> _Exercise aim_
Each entry must be restated exactly as it appears.

[Records drawn from a dataset]
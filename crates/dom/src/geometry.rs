//! Geometry primitives shared by the scroll and wait engines

use serde::{Deserialize, Serialize};

/// Axis-aligned rectangle in viewport coordinates (CSS pixels).
#[derive(Debug, Clone, Copy, PartialEq, Default, Serialize, Deserialize)]
pub struct Rect {
    pub top: f64,
    pub left: f64,
    pub width: f64,
    pub height: f64,
}

impl Rect {
    pub fn new(top: f64, left: f64, width: f64, height: f64) -> Self {
        Self {
            top,
            left,
            width,
            height,
        }
    }

    pub fn bottom(&self) -> f64 {
        self.top + self.height
    }

    pub fn right(&self) -> f64 {
        self.left + self.width
    }

    pub fn area(&self) -> f64 {
        (self.width.max(0.0)) * (self.height.max(0.0))
    }

    /// Overlapping region of two rects, or `None` when disjoint.
    pub fn intersection(&self, other: &Rect) -> Option<Rect> {
        let top = self.top.max(other.top);
        let left = self.left.max(other.left);
        let bottom = self.bottom().min(other.bottom());
        let right = self.right().min(other.right());
        if bottom <= top || right <= left {
            return None;
        }
        Some(Rect::new(top, left, right - left, bottom - top))
    }

    /// Fraction of `self`'s area that overlaps `other` (0.0..=1.0).
    pub fn intersection_ratio(&self, other: &Rect) -> f64 {
        let area = self.area();
        if area <= 0.0 {
            return 0.0;
        }
        self.intersection(other)
            .map(|r| (r.area() / area).clamp(0.0, 1.0))
            .unwrap_or(0.0)
    }
}

/// Scroll metrics of a container as read at one instant.
#[derive(Debug, Clone, Copy, PartialEq, Default, Serialize, Deserialize)]
pub struct ScrollState {
    pub scroll_top: f64,
    pub scroll_left: f64,
    pub scroll_width: f64,
    pub scroll_height: f64,
    pub client_width: f64,
    pub client_height: f64,
}

impl ScrollState {
    pub fn max_scroll_top(&self) -> f64 {
        (self.scroll_height - self.client_height).max(0.0)
    }

    pub fn max_scroll_left(&self) -> f64 {
        (self.scroll_width - self.client_width).max(0.0)
    }
}

/// The subset of computed style the engine reads.
#[derive(Debug, Clone, PartialEq, Serialize, Deserialize)]
pub struct ComputedStyle {
    pub display: String,
    pub visibility: String,
    pub opacity: f64,
    pub overflow_x: String,
    pub overflow_y: String,
}

impl Default for ComputedStyle {
    fn default() -> Self {
        Self {
            display: "block".to_string(),
            visibility: "visible".to_string(),
            opacity: 1.0,
            overflow_x: "visible".to_string(),
            overflow_y: "visible".to_string(),
        }
    }
}

impl ComputedStyle {
    /// Whether overflow on either axis permits scrolling.
    pub fn overflow_scrollable(&self) -> bool {
        matches!(self.overflow_y.as_str(), "auto" | "scroll" | "overlay")
            || matches!(self.overflow_x.as_str(), "auto" | "scroll" | "overlay")
    }
}

#[cfg(test)]
mod tests {
    use super::*;

    #[test]
    fn intersection_of_overlapping_rects() {
        let a = Rect::new(0.0, 0.0, 100.0, 100.0);
        let b = Rect::new(50.0, 50.0, 100.0, 100.0);
        let i = a.intersection(&b).unwrap();
        assert_eq!(i, Rect::new(50.0, 50.0, 50.0, 50.0));
        assert!((a.intersection_ratio(&b) - 0.25).abs() < 1e-9);
    }

    #[test]
    fn intersection_of_disjoint_rects_is_none() {
        let a = Rect::new(0.0, 0.0, 10.0, 10.0);
        let b = Rect::new(20.0, 20.0, 10.0, 10.0);
        assert!(a.intersection(&b).is_none());
        assert_eq!(a.intersection_ratio(&b), 0.0);
    }

    #[test]
    fn scroll_state_max_offsets_clamp_to_zero() {
        let state = ScrollState {
            scroll_height: 100.0,
            client_height: 200.0,
            ..Default::default()
        };
        assert_eq!(state.max_scroll_top(), 0.0);
    }
}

> _Expected output_
filename crates/dom/src/geometry.rs
//! Geometry primitives shared by the scroll and wait engines

use serde::{Deserialize, Serialize};

/// Axis-aligned rectangle in viewport coordinates (CSS pixels).
#[derive(Debug, Clone, Copy, PartialEq, Default, Serialize, Deserialize)]
pub struct Rect {
    pub top: f64,
    pub left: f64,
    pub width: f64,
    pub height: f64,
}

impl Rect {
    pub fn new(top: f64, left: f64, width: f64, height: f64) -> Self {
        Self {
            top,
            left,
            width,
            height,
        }
    }

    pub fn bottom(&self) -> f64 {
        self.top + self.height
    }

    pub fn right(&self) -> f64 {
        self.left + self.width
    }

    pub fn area(&self) -> f64 {
        (self.width.max(0.0)) * (self.height.max(0.0))
    }

    /// Overlapping region of two rects, or `None` when disjoint.
    pub fn intersection(&self, other: &Rect) -> Option<Rect> {
        let top = self.top.max(other.top);
        let left = self.left.max(other.left);
        let bottom = self.bottom().min(other.bottom());
        let right = self.right().min(other.right());
        if bottom <= top || right <= left {
            return None;
        }
        Some(Rect::new(top, left, right - left, bottom - top))
    }

    /// Fraction of `self`'s area that overlaps `other` (0.0..=1.0).
    pub fn intersection_ratio(&self, other: &Rect) -> f64 {
        let area = self.area();
        if area <= 0.0 {
            return 0.0;
        }
        self.intersection(other)
            .map(|r| (r.area() / area).clamp(0.0, 1.0))
            .unwrap_or(0.0)
    }
}

/// Scroll metrics of a container as read at one instant.
#[derive(Debug, Clone, Copy, PartialEq, Default, Serialize, Deserialize)]
pub struct ScrollState {
    pub scroll_top: f64,
    pub scroll_left: f64,
    pub scroll_width: f64,
    pub scroll_height: f64,
    pub client_width: f64,
    pub client_height: f64,
}

impl ScrollState {
    pub fn max_scroll_top(&self) -> f64 {
        (self.scroll_height - self.client_height).max(0.0)
    }

    pub fn max_scroll_left(&self) -> f64 {
        (self.scroll_width - self.client_width).max(0.0)
    }
}

/// The subset of computed style the engine reads.
#[derive(Debug, Clone, PartialEq, Serialize, Deserialize)]
pub struct ComputedStyle {
    pub display: String,
    pub visibility: String,
    pub opacity: f64,
    pub overflow_x: String,
    pub overflow_y: String,
}

impl Default for ComputedStyle {
    fn default() -> Self {
        Self {
            display: "block".to_string(),
            visibility: "visible".to_string(),
            opacity: 1.0,
            overflow_x: "visible".to_string(),
            overflow_y: "visible".to_string(),
        }
    }
}

impl ComputedStyle {
    /// Whether overflow on either axis permits scrolling.
    pub fn overflow_scrollable(&self) -> bool {
        matches!(self.overflow_y.as_str(), "auto" | "scroll" | "overlay")
            || matches!(self.overflow_x.as_str(), "auto" | "scroll" | "overlay")
    }
}

#[cfg(test)]
mod tests {
    use super::*;

    #[test]
    fn intersection_of_overlapping_rects() {
        let a = Rect::new(0.0, 0.0, 100.0, 100.0);
        let b = Rect::new(50.0, 50.0, 100.0, 100.0);
        let i = a.intersection(&b).unwrap();
        assert_eq!(i, Rect::new(50.0, 50.0, 50.0, 50.0));
        assert!((a.intersection_ratio(&b) - 0.25).abs() < 1e-9);
    }

    #[test]
    fn intersection_of_disjoint_rects_is_none() {
        let a = Rect::new(0.0, 0.0, 10.0, 10.0);
        let b = Rect::new(20.0, 20.0, 10.0, 10.0);
        assert!(a.intersection(&b).is_none());
        assert_eq!(a.intersection_ratio(&b), 0.0);
    }

    #[test]
    fn scroll_state_max_offsets_clamp_to_zero() {
        let state = ScrollState {
            scroll_height: 100.0,
            client_height: 200.0,
            ..Default::default()
        };
        assert_eq!(state.max_scroll_top(), 0.0);
    }
}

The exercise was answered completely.